### YOUR OBJECTIVE
Retype the entries below without any change.

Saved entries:
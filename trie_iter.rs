//! Ordered key/value/item/node iteration over a hexary trie (spec §4.F),
//! built on top of the fog/traversal machinery in [`crate::fog`] and
//! [`crate::traversal`].

use ethereum_types::H256;

use crate::error::TrieError;
use crate::fog::{HexaryTrieFog, TrieFrontierCache};
use crate::nibbles::{nibbles_to_bytes, Nibbles};
use crate::node::NodeRef;
use crate::state::TrieState;
use crate::traversal::{self, HexaryTrieNode};

/// A read-only, left-to-right walk over every reachable node of a trie as
/// of the root it was constructed with.
pub struct NodeIterator<'a> {
    state: &'a TrieState,
    root: Option<NodeRef>,
    root_hash: H256,
}

impl<'a> NodeIterator<'a> {
    pub fn new(state: &'a TrieState, root: Option<NodeRef>, root_hash: H256) -> Self {
        Self { state, root, root_hash }
    }

    /// `(prefix, node)` pairs in left-to-right order; every reachable node
    /// is visited exactly once.
    pub fn nodes(&self) -> Result<Vec<(Nibbles, HexaryTrieNode)>, TrieError> {
        let mut fog = HexaryTrieFog::new();
        let mut cache = TrieFrontierCache::new();
        let mut results = Vec::new();

        while !fog.is_complete() {
            let prefix = fog.nearest_right(&Nibbles::empty())?;
            let node = if let Some((parent, suffix)) = cache.get(&prefix).cloned() {
                let parent_prefix = prefix.slice(0, prefix.len() - suffix.len());
                traversal::traverse_from(
                    self.state,
                    &HexaryTrieNode::from_raw(Some(&parent)),
                    &suffix,
                    self.root_hash,
                    parent_prefix,
                )?
            } else {
                traversal::traverse(self.state, self.root.as_ref(), self.root_hash, &prefix)?
            };
            cache.remove(&prefix);

            for segment in &node.sub_segments {
                if let Some(raw) = &node.raw {
                    cache.insert(prefix.concat(segment), raw.clone(), segment.clone());
                }
            }
            fog = fog.explore(&prefix, &node.sub_segments)?;
            results.push((prefix, node));
        }
        Ok(results)
    }

    /// Every key reachable from the root, in ascending byte order.
    pub fn keys(&self) -> Result<Vec<Vec<u8>>, TrieError> {
        Ok(self.items()?.into_iter().map(|(k, _)| k).collect())
    }

    pub fn values(&self) -> Result<Vec<Vec<u8>>, TrieError> {
        Ok(self.items()?.into_iter().map(|(_, v)| v).collect())
    }

    /// Every `(key, value)` pair reachable from the root, in ascending key
    /// order.
    pub fn items(&self) -> Result<Vec<(Vec<u8>, Vec<u8>)>, TrieError> {
        let mut items = Vec::new();
        for (prefix, node) in self.nodes()? {
            if node.value.is_empty() {
                continue;
            }
            let key_nibbles = prefix.concat(&node.suffix);
            let key = nibbles_to_bytes(key_nibbles.as_ref())?;
            items.push((key, node.value));
        }
        items.sort();
        Ok(items)
    }

    /// The smallest key strictly greater than `key_bytes`, if any.
    pub fn next(&self, key_bytes: &[u8]) -> Result<Option<Vec<u8>>, TrieError> {
        Ok(self
            .keys()?
            .into_iter()
            .filter(|k| k.as_slice() > key_bytes)
            .min())
    }
}

#[cfg(test)]
mod tests {
    use super::*;
    use crate::db::InMemoryTrieDB;
    use crate::node::{LeafNode, RawNode};

    fn state() -> TrieState {
        TrieState::new(Box::new(InMemoryTrieDB::new()))
    }

    #[test]
    fn iterates_single_leaf() {
        let state = state();
        let leaf = RawNode::Leaf(LeafNode::new(Nibbles::from_bytes(b"cat"), b"meow".to_vec()));
        let root = Some(NodeRef::from_node(leaf));
        let iter = NodeIterator::new(&state, root, H256::zero());
        assert_eq!(iter.items().unwrap(), vec![(b"cat".to_vec(), b"meow".to_vec())]);
    }

    #[test]
    fn next_skips_to_following_key() {
        let state = state();
        let leaf = RawNode::Leaf(LeafNode::new(Nibbles::from_bytes(b"b"), b"2".to_vec()));
        let root = Some(NodeRef::from_node(leaf));
        let iter = NodeIterator::new(&state, root, H256::zero());
        assert_eq!(iter.next(b"a").unwrap(), Some(b"b".to_vec()));
        assert_eq!(iter.next(b"b").unwrap(), None);
    }
}
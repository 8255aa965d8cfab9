//! Glues the raw node algorithms to a [`TrieDB`] backing store, caching
//! decoded nodes so a hot path doesn't re-decode RLP on every hop (spec
//! §4.C/§4.D).

use std::cell::RefCell;
use std::collections::HashMap;
use std::sync::Arc;

use ethereum_types::H256;

use crate::codec;
use crate::db::TrieDB;
use crate::error::TrieError;
use crate::node::RawNode;
use crate::node_hash::NodeHash;

pub struct TrieState {
    db: Arc<dyn TrieDB>,
    cache: RefCell<HashMap<H256, Arc<RawNode>>>,
}

impl TrieState {
    pub fn new(db: Box<dyn TrieDB>) -> Self {
        Self::new_arc(Arc::from(db))
    }

    /// Like [`TrieState::new`], sharing an already-`Arc`'d store (used by
    /// `squash_changes` to layer a scratch overlay over the same backing
    /// store instance rather than a fresh copy).
    pub fn new_arc(db: Arc<dyn TrieDB>) -> Self {
        Self {
            db,
            cache: RefCell::new(HashMap::new()),
        }
    }

    /// Resolves a child reference to its decoded node. Inline references
    /// decode directly from their embedded bytes; hashed references go
    /// through the cache, falling back to the backing store.
    pub fn get_node(&self, hash: &NodeHash) -> Result<Arc<RawNode>, TrieError> {
        match hash {
            NodeHash::Inline(bytes) => {
                if bytes.is_empty() {
                    return Err(TrieError::NodeNotFound(hash.clone()));
                }
                Ok(Arc::new(codec::decode_raw(bytes)?))
            }
            NodeHash::Hashed(h) => {
                if let Some(node) = self.cache.borrow().get(h) {
                    return Ok(node.clone());
                }
                let bytes = self
                    .db
                    .get(h.as_bytes())?
                    .ok_or_else(|| TrieError::NodeNotFound(hash.clone()))?;
                let node = Arc::new(codec::decode_raw(&bytes)?);
                self.cache.borrow_mut().insert(*h, node.clone());
                Ok(node)
            }
        }
    }

    /// Writes an already-encoded node to the backing store, keyed by its
    /// hash. Called once per in-memory node during `commit`.
    pub fn insert_node(&self, hash: H256, encoded: Vec<u8>) -> Result<(), TrieError> {
        self.db.put(hash.as_bytes().to_vec(), encoded)
    }

    pub fn db(&self) -> &dyn TrieDB {
        self.db.as_ref()
    }

    pub fn db_arc(&self) -> Arc<dyn TrieDB> {
        self.db.clone()
    }
}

### ANSWER
filename trie_iter.rs
//! Ordered key/value/item/node iteration over a hexary trie (spec §4.F),
//! built on top of the fog/traversal machinery in [`crate::fog`] and
//! [`crate::traversal`].

use ethereum_types::H256;

use crate::error::TrieError;
use crate::fog::{HexaryTrieFog, TrieFrontierCache};
use crate::nibbles::{nibbles_to_bytes, Nibbles};
use crate::node::NodeRef;
use crate::state::TrieState;
use crate::traversal::{self, HexaryTrieNode};

/// A read-only, left-to-right walk over every reachable node of a trie as
/// of the root it was constructed with.
pub struct NodeIterator<'a> {
    state: &'a TrieState,
    root: Option<NodeRef>,
    root_hash: H256,
}

impl<'a> NodeIterator<'a> {
    pub fn new(state: &'a TrieState, root: Option<NodeRef>, root_hash: H256) -> Self {
        Self { state, root, root_hash }
    }

    /// `(prefix, node)` pairs in left-to-right order; every reachable node
    /// is visited exactly once.
    pub fn nodes(&self) -> Result<Vec<(Nibbles, HexaryTrieNode)>, TrieError> {
        let mut fog = HexaryTrieFog::new();
        let mut cache = TrieFrontierCache::new();
        let mut results = Vec::new();

        while !fog.is_complete() {
            let prefix = fog.nearest_right(&Nibbles::empty())?;
            let node = if let Some((parent, suffix)) = cache.get(&prefix).cloned() {
                let parent_prefix = prefix.slice(0, prefix.len() - suffix.len());
                traversal::traverse_from(
                    self.state,
                    &HexaryTrieNode::from_raw(Some(&parent)),
                    &suffix,
                    self.root_hash,
                    parent_prefix,
                )?
            } else {
                traversal::traverse(self.state, self.root.as_ref(), self.root_hash, &prefix)?
            };
            cache.remove(&prefix);

            for segment in &node.sub_segments {
                if let Some(raw) = &node.raw {
                    cache.insert(prefix.concat(segment), raw.clone(), segment.clone());
                }
            }
            fog = fog.explore(&prefix, &node.sub_segments)?;
            results.push((prefix, node));
        }
        Ok(results)
    }

    /// Every key reachable from the root, in ascending byte order.
    pub fn keys(&self) -> Result<Vec<Vec<u8>>, TrieError> {
        Ok(self.items()?.into_iter().map(|(k, _)| k).collect())
    }

    pub fn values(&self) -> Result<Vec<Vec<u8>>, TrieError> {
        Ok(self.items()?.into_iter().map(|(_, v)| v).collect())
    }

    /// Every `(key, value)` pair reachable from the root, in ascending key
    /// order.
    pub fn items(&self) -> Result<Vec<(Vec<u8>, Vec<u8>)>, TrieError> {
        let mut items = Vec::new();
        for (prefix, node) in self.nodes()? {
            if node.value.is_empty() {
                continue;
            }
            let key_nibbles = prefix.concat(&node.suffix);
            let key = nibbles_to_bytes(key_nibbles.as_ref())?;
            items.push((key, node.value));
        }
        items.sort();
        Ok(items)
    }

    /// The smallest key strictly greater than `key_bytes`, if any.
    pub fn next(&self, key_bytes: &[u8]) -> Result<Option<Vec<u8>>, TrieError> {
        Ok(self
            .keys()?
            .into_iter()
            .filter(|k| k.as_slice() > key_bytes)
            .min())
    }
}

#[cfg(test)]
mod tests {
    use super::*;
    use crate::db::InMemoryTrieDB;
    use crate::node::{LeafNode, RawNode};

    fn state() -> TrieState {
        TrieState::new(Box::new(InMemoryTrieDB::new()))
    }

    #[test]
    fn iterates_single_leaf() {
        let state = state();
        let leaf = RawNode::Leaf(LeafNode::new(Nibbles::from_bytes(b"cat"), b"meow".to_vec()));
        let root = Some(NodeRef::from_node(leaf));
        let iter = NodeIterator::new(&state, root, H256::zero());
        assert_eq!(iter.items().unwrap(), vec![(b"cat".to_vec(), b"meow".to_vec())]);
    }

    #[test]
    fn next_skips_to_following_key() {
        let state = state();
        let leaf = RawNode::Leaf(LeafNode::new(Nibbles::from_bytes(b"b"), b"2".to_vec()));
        let root = Some(NodeRef::from_node(leaf));
        let iter = NodeIterator::new(&state, root, H256::zero());
        assert_eq!(iter.next(b"a").unwrap(), Some(b"b".to_vec()));
        assert_eq!(iter.next(b"b").unwrap(), None);
    }
}
repository 8255aa965d8cfab9
//! Glues the raw node algorithms to a [`TrieDB`] backing store, caching
//! decoded nodes so a hot path doesn't re-decode RLP on every hop (spec
//! §4.C/§4.D).

use std::cell::RefCell;
use std::collections::HashMap;
use std::sync::Arc;

use ethereum_types::H256;

use crate::codec;
use crate::db::TrieDB;
use crate::error::TrieError;
use crate::node::RawNode;
use crate::node_hash::NodeHash;

pub struct TrieState {
    db: Arc<dyn TrieDB>,
    cache: RefCell<HashMap<H256, Arc<RawNode>>>,
}

impl TrieState {
    pub fn new(db: Box<dyn TrieDB>) -> Self {
        Self::new_arc(Arc::from(db))
    }

    /// Like [`TrieState::new`], sharing an already-`Arc`'d store (used by
    /// `squash_changes` to layer a scratch overlay over the same backing
    /// store instance rather than a fresh copy).
    pub fn new_arc(db: Arc<dyn TrieDB>) -> Self {
        Self {
            db,
            cache: RefCell::new(HashMap::new()),
        }
    }

    /// Resolves a child reference to its decoded node. Inline references
    /// decode directly from their embedded bytes; hashed references go
    /// through the cache, falling back to the backing store.
    pub fn get_node(&self, hash: &NodeHash) -> Result<Arc<RawNode>, TrieError> {
        match hash {
            NodeHash::Inline(bytes) => {
                if bytes.is_empty() {
                    return Err(TrieError::NodeNotFound(hash.clone()));
                }
                Ok(Arc::new(codec::decode_raw(bytes)?))
            }
            NodeHash::Hashed(h) => {
                if let Some(node) = self.cache.borrow().get(h) {
                    return Ok(node.clone());
                }
                let bytes = self
                    .db
                    .get(h.as_bytes())?
                    .ok_or_else(|| TrieError::NodeNotFound(hash.clone()))?;
                let node = Arc::new(codec::decode_raw(&bytes)?);
                self.cache.borrow_mut().insert(*h, node.clone());
                Ok(node)
            }
        }
    }

    /// Writes an already-encoded node to the backing store, keyed by its
    /// hash. Called once per in-memory node during `commit`.
    pub fn insert_node(&self, hash: H256, encoded: Vec<u8>) -> Result<(), TrieError> {
        self.db.put(hash.as_bytes().to_vec(), encoded)
    }

    pub fn db(&self) -> &dyn TrieDB {
        self.db.as_ref()
    }

    pub fn db_arc(&self) -> Arc<dyn TrieDB> {
        self.db.clone()
    }
}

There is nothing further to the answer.